Sheila was different.
She was quite unlike the child that he had known in Cidoton, peevish and fretful, and continually crying without energy.
The old man tried a variety of ways to rouse her interest, without a great deal of success.
An hour and forty minutes later, when he was thoroughly worn out, the train for Dijon pulled into the station.
It was very full, but he managed to find one seat in a first-class carriage and took Sheila on his knee, where she fell asleep again before so very long.
Ronnie stood by the door looking out of the window, chattering in French to a fat old woman in a corner.
Presently this woman leaned forward to Howard.
She said: 'Your little one has fever, is it not so?'
Startled, he said in French:
'But no.
She is a little tired.'
She fixed him with beady black eyes.
'She has a fever.
It is not right to bring a child with fever in the train.
It is not hygienic.
I do not like to travel with a child that has a fever.'
'I assure you, madame,' he said, 'you deceive yourself.' But a horrible suspicion was creeping over him.
She appealed to the rest of the carriage.
'I,' she ejaculated, '- it is I who deceive myself, then!
Let me tell you, m'sieur, it is not I who deceive myself.
But no, certainly.
It is you, m'sieur, truly, you who are deceived.
I tell you that your little one has fever, and you do very wrong to bring her in a train with others who are healthy.
Look at her colour, and her skin!
She has scarlet fever, or chicken-pox, or some horrible disease that clean people do not get.'
She turned vehemently to the others in the carriage.
'Imagine, bringing a child in that condition in the train!'
There was a grunt from the other occupants.
One said:
'It is not correct.
It should not be allowed.'
Howard turned to the woman. 'Madame,' he said, 'you have children of your own, I think?'
She snorted at him.
'Five,' she said.
'But never have I travelled with a child in that condition.
It is not right, that.'
He said: 'Madame, I ask for your help.
These children are not my own, but I am taking them to England for a friend, because in these times it is better that children should be in their own country.
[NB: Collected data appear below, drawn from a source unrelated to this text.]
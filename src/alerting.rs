//! Alert manager.
//!
//! In-memory append-only alert list with severity mapping; persistence is
//! best-effort and never fails the primary flow.

use anyhow::{bail, Result};
use chrono::Utc;
use std::sync::Arc;
use tokio::sync::Mutex;
use tracing::{info, warn};

use crate::config::AlertTunings;
use crate::storage::Store;
use crate::types::{AlertSeverity, Token, TokenAlert, WalletAnalysis};

/// In-memory alert registry.
pub struct AlertManager {
    tunings: AlertTunings,
    store: Option<Arc<dyn Store>>,
    alerts: Mutex<Vec<TokenAlert>>,
}

impl AlertManager {
    pub fn new(tunings: AlertTunings) -> Self {
        Self {
            tunings,
            store: None,
            alerts: Mutex::new(Vec::new()),
        }
    }

    /// Also mirror alerts into the store, best-effort.
    pub fn with_store(mut self, store: Arc<dyn Store>) -> Self {
        self.store = Some(store);
        self
    }

    pub async fn start(&self) -> Result<()> {
        info!("starting alert manager");
        Ok(())
    }

    pub async fn shutdown(&self) {
        info!("shutting down alert manager");
    }

    /// Append a new alert and return it.
    pub async fn create_alert(
        &self,
        token_address: &str,
        token_symbol: &str,
        alert_type: &str,
        severity: AlertSeverity,
        message: String,
    ) -> TokenAlert {
        let alert = TokenAlert {
            id: format!("alert_{}", Utc::now().timestamp_nanos_opt().unwrap_or_default()),
            token_address: token_address.to_string(),
            token_symbol: token_symbol.to_string(),
            alert_type: alert_type.to_string(),
            severity,
            message,
            detected_at: Utc::now(),
            confirmation_count: 0,
            is_confirmed: false,
        };

        info!(
            token = token_address,
            symbol = token_symbol,
            alert_type,
            severity = severity.as_str(),
            "alert created"
        );

        self.alerts.lock().await.push(alert.clone());
        if let Some(store) = &self.store {
            if let Err(e) = store.save_token_alert(&alert).await {
                warn!(alert_id = %alert.id, error = %e, "alert persistence failed");
            }
        }
        alert
    }

    pub async fn get_alerts(&self) -> Vec<TokenAlert> {
        self.alerts.lock().await.clone()
    }

    /// Bump the confirmation count and mark the alert confirmed.
    pub async fn confirm_alert(&self, alert_id: &str) -> Result<()> {
        let mut alerts = self.alerts.lock().await;
        let Some(alert) = alerts.iter_mut().find(|a| a.id == alert_id) else {
            bail!("alert not found: {alert_id}");
        };
        alert.confirmation_count += 1;
        alert.is_confirmed = true;

        if let Some(store) = &self.store {
            let updated = alert.clone();
            drop(alerts);
            if let Err(e) = store.save_token_alert(&updated).await {
                warn!(alert_id, error = %e, "alert confirmation persistence failed");
            }
        }
        Ok(())
    }

    /// Score-driven alerts: HIGH_SCORE wins over SMART_MONEY.
    pub async fn create_token_alert(
        &self,
        token: &Token,
        x_score: f64,
        analysis: Option<&WalletAnalysis>,
    ) -> Option<TokenAlert> {
        if x_score > self.tunings.high_score_threshold {
            return Some(
                self.create_alert(
                    &token.address,
                    &token.symbol,
                    "HIGH_SCORE",
                    AlertSeverity::Urgent,
                    format!("Token {} has a high X-Score of {:.2}", token.symbol, x_score),
                )
                .await,
            );
        }

        if let Some(analysis) = analysis {
            let ratio = analysis.trust_metrics.smart_money_ratio;
            if ratio > self.tunings.smart_money_ratio_threshold {
                return Some(
                    self.create_alert(
                        &token.address,
                        &token.symbol,
                        "SMART_MONEY",
                        AlertSeverity::Alert,
                        format!(
                            "Token {} has high smart money presence ({:.1}%)",
                            token.symbol,
                            ratio * 100.0
                        ),
                    )
                    .await,
                );
            }
        }

        None
    }

    /// Dump severity maps onto the alert ladder.
    pub async fn create_dump_alert(
        &self,
        token_address: &str,
        token_symbol: &str,
        severity: f64,
    ) -> TokenAlert {
        let level = if severity > self.tunings.dump_critical_severity {
            AlertSeverity::Critical
        } else if severity > self.tunings.dump_high_severity {
            AlertSeverity::High
        } else if severity > self.tunings.dump_medium_severity {
            AlertSeverity::Medium
        } else {
            AlertSeverity::Low
        };

        self.create_alert(
            token_address,
            token_symbol,
            "DUMP_DETECTED",
            level,
            format!(
                "Potential dump detected for {} (severity: {:.1})",
                token_symbol, severity
            ),
        )
        .await
    }

    pub async fn create_reactivation_alert(
        &self,
        token_address: &str,
        token_symbol: &str,
        reactivation_score: f64,
    ) -> TokenAlert {
        self.create_alert(
            token_address,
            token_symbol,
            "REACTIVATION",
            AlertSeverity::Alert,
            format!(
                "Token {} is reactivating with score {:.1}",
                token_symbol, reactivation_score
            ),
        )
        .await
    }
}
I did not know the little one was feverish.
Tell me, what would you do, as her mother?'
She shrugged her shoulder, still angry.
'I?
I have nothing to do with it at all, m'sieur, I assure you of that.
I would say, let children of that age stay with their mother.
That is the place for such children.
It is getting hot and travelling in trains that gives children fever.'
With a sinking heart Howard realised that there was some truth in what she said.
From the other end of the carriage somebody said:
'English children are very often ill.
The mothers do not look after their children properly.